As leaders of the Western alliance prepare to tell the world this week of their solidarity, West Europeans are concerned about the new austerity forced on the Pentagon by the United States Congress. British defense officials in particular fret that as the Reagan era - with its commitment to big defense spending and a strong military - comes to an end, the European allies could again be criticized for not making adequate contributions to NATO. The organization begins a summit meeting Wednesday.
These European concerns are prompted by more than the usual worries about reductions in US defense spending announced earlier this year. For the first time since President Reagan came to office in 1981, significant cuts in US military manpower are planned, though so far there has been no mention of decreasing US forces in Europe. During a turbulent presidential election campaign this year, there is the added possibility of a military spinoff from protectionist sentiment affecting Congress's support for NATO.
Any revived debate on burden-sharing would prove difficult to resolve, say British defense officials. Military spending is heading downwards on both sides of the Atlantic in what appears to be a long-term trend, and there are few prospects for additional spending or manpower commitments by the European allies.
``I think it would be unrealistic to look for significant increases,'' a senior official in Britain's Defense Ministry said.
In a briefing with US correspondents last week, the official cited these developments and indicated it was an appropriate time to remind Washington of the European allies' contributions to NATO. His remarks were a counterpoint to the ``sometimes one-sided views of some Washington commentators,'' including recent congressional testimony by Richard Perle, a former US assistant secretary of defense for international security.
The British official pointed out that since 1970, aggregate spending by Western Europe on defense has steadily increased every year and is now one-third higher in constant dollar terms. On a per capita basis since 1970, he said, defense spending by the European allies has increased by 20 percent while in the US it has declined by 3 percent. While recognizing that the US outspends its allies on defense by a factor of two to one, the official said only an estimated 30 percent of the US budget was NATO-related. Among European allies some 90 percent of military spending goes to NATO.
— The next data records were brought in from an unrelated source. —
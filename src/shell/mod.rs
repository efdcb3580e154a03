//! Process execution and privilege escalation.

pub mod command;
pub mod privilege;
pub mod recording;

pub use command::{ExecutionOutcome, ExecutionRequest, Executor, ProcessExecutor};
pub use privilege::{is_elevated, Escalation, ESCALATION_TOOLS};
pub use recording::RecordingExecutor;
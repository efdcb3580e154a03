//! Built-in manager table.
//!
//! Templates use a standalone `x` as the package placeholder. Mutating
//! commands of system-wide managers are marked privileged.

use super::{ManagerDescriptor, Template, Templates};

const fn user(command: &'static str) -> Option<Template> {
    Some(Template {
        command,
        privileged: false,
    })
}

const fn root(command: &'static str) -> Option<Template> {
    Some(Template {
        command,
        privileged: true,
    })
}

/// Every supported manager, generic wrapper first.
pub static MANAGERS: &[ManagerDescriptor] = &[
    ManagerDescriptor {
        id: "i",
        binary: "i",
        templates: Templates {
            install: user("i install x"),
            uninstall: user("i uninstall x"),
            upgrade: user("i upgrade x"),
            upgrade_all: user("i upgrade"),
            search: user("i search x"),
            info: user("i info x"),
            list_installed: user("i list"),
            list_upgradable: user("i upgradable"),
            update_index: None,
        },
    },
    ManagerDescriptor {
        id: "apt",
        binary: "apt",
        templates: Templates {
            install: root("apt install x"),
            uninstall: root("apt remove x"),
            upgrade: root("apt install --only-upgrade x"),
            upgrade_all: root("apt upgrade"),
            search: user("apt search x"),
            info: user("apt show x"),
            list_installed: user("apt list --installed"),
            list_upgradable: user("apt list --upgradable"),
            update_index: root("apt update"),
        },
    },
    ManagerDescriptor {
        id: "brew",
        binary: "brew",
        templates: Templates {
            install: user("brew install x"),
            uninstall: user("brew uninstall x"),
            upgrade: user("brew upgrade x"),
            upgrade_all: user("brew upgrade"),
            search: user("brew search x"),
            info: user("brew info x"),
            list_installed: user("brew list"),
            list_upgradable: user("brew outdated"),
            update_index: user("brew update"),
        },
    },
    ManagerDescriptor {
        id: "flatpak",
        binary: "flatpak",
        templates: Templates {
            install: user("flatpak install x"),
            uninstall: user("flatpak uninstall x"),
            upgrade: user("flatpak update x"),
            upgrade_all: user("flatpak update"),
            search: user("flatpak search x"),
            info: user("flatpak info x"),
            list_installed: user("flatpak list"),
            list_upgradable: user("flatpak remote-ls --updates"),
            update_index: user("flatpak update --appstream"),
        },
    },
    ManagerDescriptor {
        id: "snap",
        binary: "snap",
        templates: Templates {
            install: root("snap install --classic x"),
            uninstall: root("snap remove x"),
            upgrade: root("snap refresh x"),
            upgrade_all: root("snap refresh"),
            search: user("snap find x"),
            info: user("snap info x"),
            list_installed: user("snap list"),
            list_upgradable: user("snap refresh --list"),
            update_index: None,
        },
    },
    ManagerDescriptor {
        id: "dnf",
        binary: "dnf",
        templates: Templates {
            install: root("dnf install -y x"),
            uninstall: root("dnf remove -y x"),
            upgrade: root("dnf upgrade -y x"),
            upgrade_all: root("dnf upgrade -y"),
            search: user("dnf search x"),
            info: user("dnf info x"),
            list_installed: user("dnf list --installed"),
            list_upgradable: user("dnf list --upgrades"),
            update_index: root("dnf makecache"),
        },
    },
    ManagerDescriptor {
        id: "pacman",
        binary: "pacman",
        templates: Templates {
            install: root("pacman -S --noconfirm x"),
            uninstall: root("pacman -Rs --noconfirm x"),
            upgrade: root("pacman -S --noconfirm x"),
            upgrade_all: root("pacman -Syu --noconfirm"),
            search: user("pacman -Ss x"),
            info: user("pacman -Si x"),
            list_installed: user("pacman -Q"),
            list_upgradable: user("pacman -Qu"),
            update_index: root("pacman -Sy"),
        },
    },
    ManagerDescriptor {
        id: "yum",
        binary: "yum",
        templates: Templates {
            install: root("yum install -y x"),
            uninstall: root("yum remove -y x"),
            upgrade: root("yum update -y x"),
            upgrade_all: root("yum update -y"),
            search: user("yum search x"),
            info: user("yum info x"),
            list_installed: user("yum list installed"),
            list_upgradable: user("yum list updates"),
            update_index: root("yum makecache"),
        },
    },
    ManagerDescriptor {
        id: "zypper",
        binary: "zypper",
        templates: Templates {
            install: root("zypper install -y x"),
            uninstall: root("zypper remove -y x"),
            upgrade: root("zypper update -y x"),
            upgrade_all: root("zypper update -y"),
            search: user("zypper search x"),
            info: user("zypper info x"),
            list_installed: user("zypper search --installed-only"),
            list_upgradable: user("zypper list-updates"),
            update_index: root("zypper refresh"),
        },
    },
    ManagerDescriptor {
        id: "apk",
        binary: "apk",
        templates: Templates {
            install: root("apk add x"),
            uninstall: root("apk del x"),
            upgrade: root("apk add --upgrade x"),
            upgrade_all: root("apk upgrade"),
            search: user("apk search x"),
            info: user("apk info x"),
            list_installed: user("apk info"),
            list_upgradable: user("apk version -l <"),
            update_index: root("apk update"),
        },
    },
    ManagerDescriptor {
        id: "xbps",
        binary: "xbps-install",
        templates: Templates {
            install: root("xbps-install -y x"),
            uninstall: root("xbps-remove -y x"),
            upgrade: root("xbps-install -yu x"),
            upgrade_all: root("xbps-install -Syu"),
            search: user("xbps-query -Rs x"),
            info: user("xbps-query -R x"),
            list_installed: user("xbps-query -l"),
            list_upgradable: user("xbps-install -nu"),
            update_index: root("xbps-install -S"),
        },
    },
    ManagerDescriptor {
        id: "emerge",
        binary: "emerge",
        templates: Templates {
            install: root("emerge x"),
            uninstall: root("emerge --depclean x"),
            upgrade: root("emerge --update x"),
            upgrade_all: root("emerge --update --deep --newuse @world"),
            search: user("emerge --search x"),
            info: user("emerge --pretend --verbose x"),
            list_installed: user("qlist -I"),
            list_upgradable: user("emerge --pretend --update --deep @world"),
            update_index: root("emerge --sync"),
        },
    },
    ManagerDescriptor {
        id: "nix-env",
        binary: "nix-env",
        templates: Templates {
            install: user("nix-env -iA nixpkgs.x"),
            uninstall: user("nix-env -e x"),
            upgrade: user("nix-env -uA nixpkgs.x"),
            upgrade_all: user("nix-env -u"),
            search: user("nix-env -qaP x"),
            info: user("nix-env -qa --description x"),
            list_installed: user("nix-env -q"),
            list_upgradable: user("nix-env -u --dry-run"),
            update_index: user("nix-channel --update"),
        },
    },
    ManagerDescriptor {
        id: "pkg",
        binary: "pkg",
        templates: Templates {
            install: root("pkg install -y x"),
            uninstall: root("pkg delete -y x"),
            upgrade: root("pkg upgrade -y x"),
            upgrade_all: root("pkg upgrade -y"),
            search: user("pkg search x"),
            info: user("pkg info x"),
            list_installed: user("pkg info"),
            list_upgradable: user("pkg version -vl <"),
            update_index: root("pkg update"),
        },
    },
    ManagerDescriptor {
        id: "port",
        binary: "port",
        templates: Templates {
            install: root("port install x"),
            uninstall: root("port uninstall x"),
            upgrade: root("port upgrade x"),
            upgrade_all: root("port upgrade outdated"),
            search: user("port search x"),
            info: user("port info x"),
            list_installed: user("port installed"),
            list_upgradable: user("port outdated"),
            update_index: root("port selfupdate"),
        },
    },
    ManagerDescriptor {
        id: "winget",
        binary: "winget",
        templates: Templates {
            install: user("winget install x"),
            uninstall: user("winget uninstall x"),
            upgrade: user("winget upgrade x"),
            upgrade_all: user("winget upgrade --all"),
            search: user("winget search x"),
            info: user("winget show x"),
            list_installed: user("winget list"),
            list_upgradable: user("winget upgrade"),
            update_index: user("winget source update"),
        },
    },
    ManagerDescriptor {
        id: "scoop",
        binary: "scoop",
        templates: Templates {
            install: user("scoop install x"),
            uninstall: user("scoop uninstall x"),
            upgrade: user("scoop update x"),
            upgrade_all: user("scoop update *"),
            search: user("scoop search x"),
            info: user("scoop info x"),
            list_installed: user("scoop list"),
            list_upgradable: user("scoop status"),
            update_index: user("scoop update"),
        },
    },
    ManagerDescriptor {
        id: "choco",
        binary: "choco",
        templates: Templates {
            install: user("choco install -y x"),
            uninstall: user("choco uninstall -y x"),
            upgrade: user("choco upgrade -y x"),
            upgrade_all: user("choco upgrade all -y"),
            search: user("choco search x"),
            info: user("choco info x"),
            list_installed: user("choco list"),
            list_upgradable: user("choco outdated"),
            update_index: None,
        },
    },
];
Compliance by NATO members with the agreed target of a 3 percent annual increase in defense spending in constant dollars ``has been a bit patchy,'' the official said. But it was also important to consider how the money was spent, as well as political and social costs. European NATO members now spend more on equipment than on manpower. From 1976 to 1986, the Europeans added twice as many tanks, warships, and combat aircraft to NATO than did the US.
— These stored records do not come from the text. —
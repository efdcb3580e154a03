//! Run configuration.
//!
//! - [`Settings`]: output mode and manager overrides from the command line
//! - [`InstallLocation`]: `INSTALL_DIR` / `INSTALL_NAME` for self-management

pub mod location;
pub mod settings;

pub use location::{
    InstallLocation, DEFAULT_INSTALL_DIR, DEFAULT_INSTALL_NAME, INSTALL_DIR_VAR, INSTALL_NAME_VAR,
};
pub use settings::Settings;
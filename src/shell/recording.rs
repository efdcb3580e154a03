//! Executor that records instead of spawning.

use std::collections::{HashMap, HashSet};

use super::command::{ExecutionOutcome, ExecutionRequest, Executor};
use super::privilege::Escalation;
use crate::error::{InstallerError, Result};

/// Records every request and answers with scripted exit codes.
///
/// Commands are matched on [`ExecutionRequest::display`], before escalation.
/// Anything not scripted exits 0.
///
/// # Example
///
/// ```
/// use i_installer::shell::{ExecutionRequest, Executor, RecordingExecutor};
///
/// let mut exec = RecordingExecutor::new().with_exit_code("snap refresh", 1);
/// let req = ExecutionRequest::new(vec!["snap".into(), "refresh".into()], false);
/// assert!(!exec.run(&req).unwrap().success);
/// assert_eq!(exec.commands(), vec!["snap refresh"]);
/// ```
#[derive(Debug)]
pub struct RecordingExecutor {
    escalation: Escalation,
    exit_codes: HashMap<String, i32>,
    spawn_failures: HashSet<String>,
    requests: Vec<ExecutionRequest>,
    spawned: Vec<String>,
}

impl Default for RecordingExecutor {
    fn default() -> Self {
        Self::new()
    }
}

impl RecordingExecutor {
    /// Every command succeeds; privileged ones run as if already root.
    pub fn new() -> Self {
        Self {
            escalation: Escalation::AlreadyElevated,
            exit_codes: HashMap::new(),
            spawn_failures: HashSet::new(),
            requests: Vec::new(),
            spawned: Vec::new(),
        }
    }

    pub fn with_escalation(mut self, escalation: Escalation) -> Self {
        self.escalation = escalation;
        self
    }

    /// Make `command` exit with `code`.
    pub fn with_exit_code(mut self, command: &str, code: i32) -> Self {
        self.exit_codes.insert(command.to_string(), code);
        self
    }

    /// Make `command` fail to start.
    pub fn with_spawn_failure(mut self, command: &str) -> Self {
        self.spawn_failures.insert(command.to_string());
        self
    }

    /// Every request received, including ones refused for privilege.
    pub fn requests(&self) -> &[ExecutionRequest] {
        &self.requests
    }

    /// Commands that were "spawned", as unescalated command lines.
    pub fn commands(&self) -> Vec<&str> {
        self.spawned.iter().map(String::as_str).collect()
    }

    /// Commands that were "spawned", exactly as they would hit the OS.
    pub fn escalated_commands(&self) -> Vec<String> {
        self.requests
            .iter()
            .filter(|r| self.spawned.contains(&r.display()))
            .filter_map(|r| {
                self.escalation
                    .apply(&r.argv, r.requires_privilege)
                    .ok()
                    .map(|argv| argv.join(" "))
            })
            .collect()
    }
}

impl Executor for RecordingExecutor {
    fn run(&mut self, request: &ExecutionRequest) -> Result<ExecutionOutcome> {
        self.requests.push(request.clone());
        self.escalation
            .apply(&request.argv, request.requires_privilege)?;

        let command = request.display();
        if self.spawn_failures.contains(&command) {
            return Err(InstallerError::CommandFailed {
                command,
                code: None,
            });
        }

        let code = self.exit_codes.get(&command).copied().unwrap_or(0);
        self.spawned.push(command);
        Ok(ExecutionOutcome::from_code(Some(code)))
    }
}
Europeans provide 90 percent of NATO's manpower, 85 percent of its tanks, 95 percent of its artillery, 80 percent of its combat aircraft, and 70 percent of its warships, according to the British Defense Ministry. The mobilized strength of European forces is 7 million compared with 3.5 million for the US.
With falling birthrates and smaller populations in individual member states, this manpower requirement is a heavy burden. The manpower pool available to the West German military, for instance, will have fallen by half from 1983 to 1993. And Bonn has had to extend its conscription period from 15 months to 18 months to maintain force levels.
There are also hidden costs in housing NATO forces and conducting exercises in small territories with densely settled populations. The largest number of NATO forces are stationed in West Germany which makes land and buildings available to allied forces with an estimated value of $22 billion, the ministry says. West Germany is also the site of some 5,000 NATO exercises a year, along with an estimated 600,000 sorties by combat aircraft.
In the nuclear field, seven European nations operate US nuclear systems on on a cooperative basis, and five states accepted deployments of Pershing missiles. France and Britain support their own strategic weapons systems and with costly modernization programs. ``The political costs of all that shouldn't be underestimated,'' the official said.
Several London observers on defense affairs described last week's briefing on burden sharing as a ``preemptive strike.''
``I'm optimistic that members of Congress won't raise the issue this year,'' one senior West European diplomat said.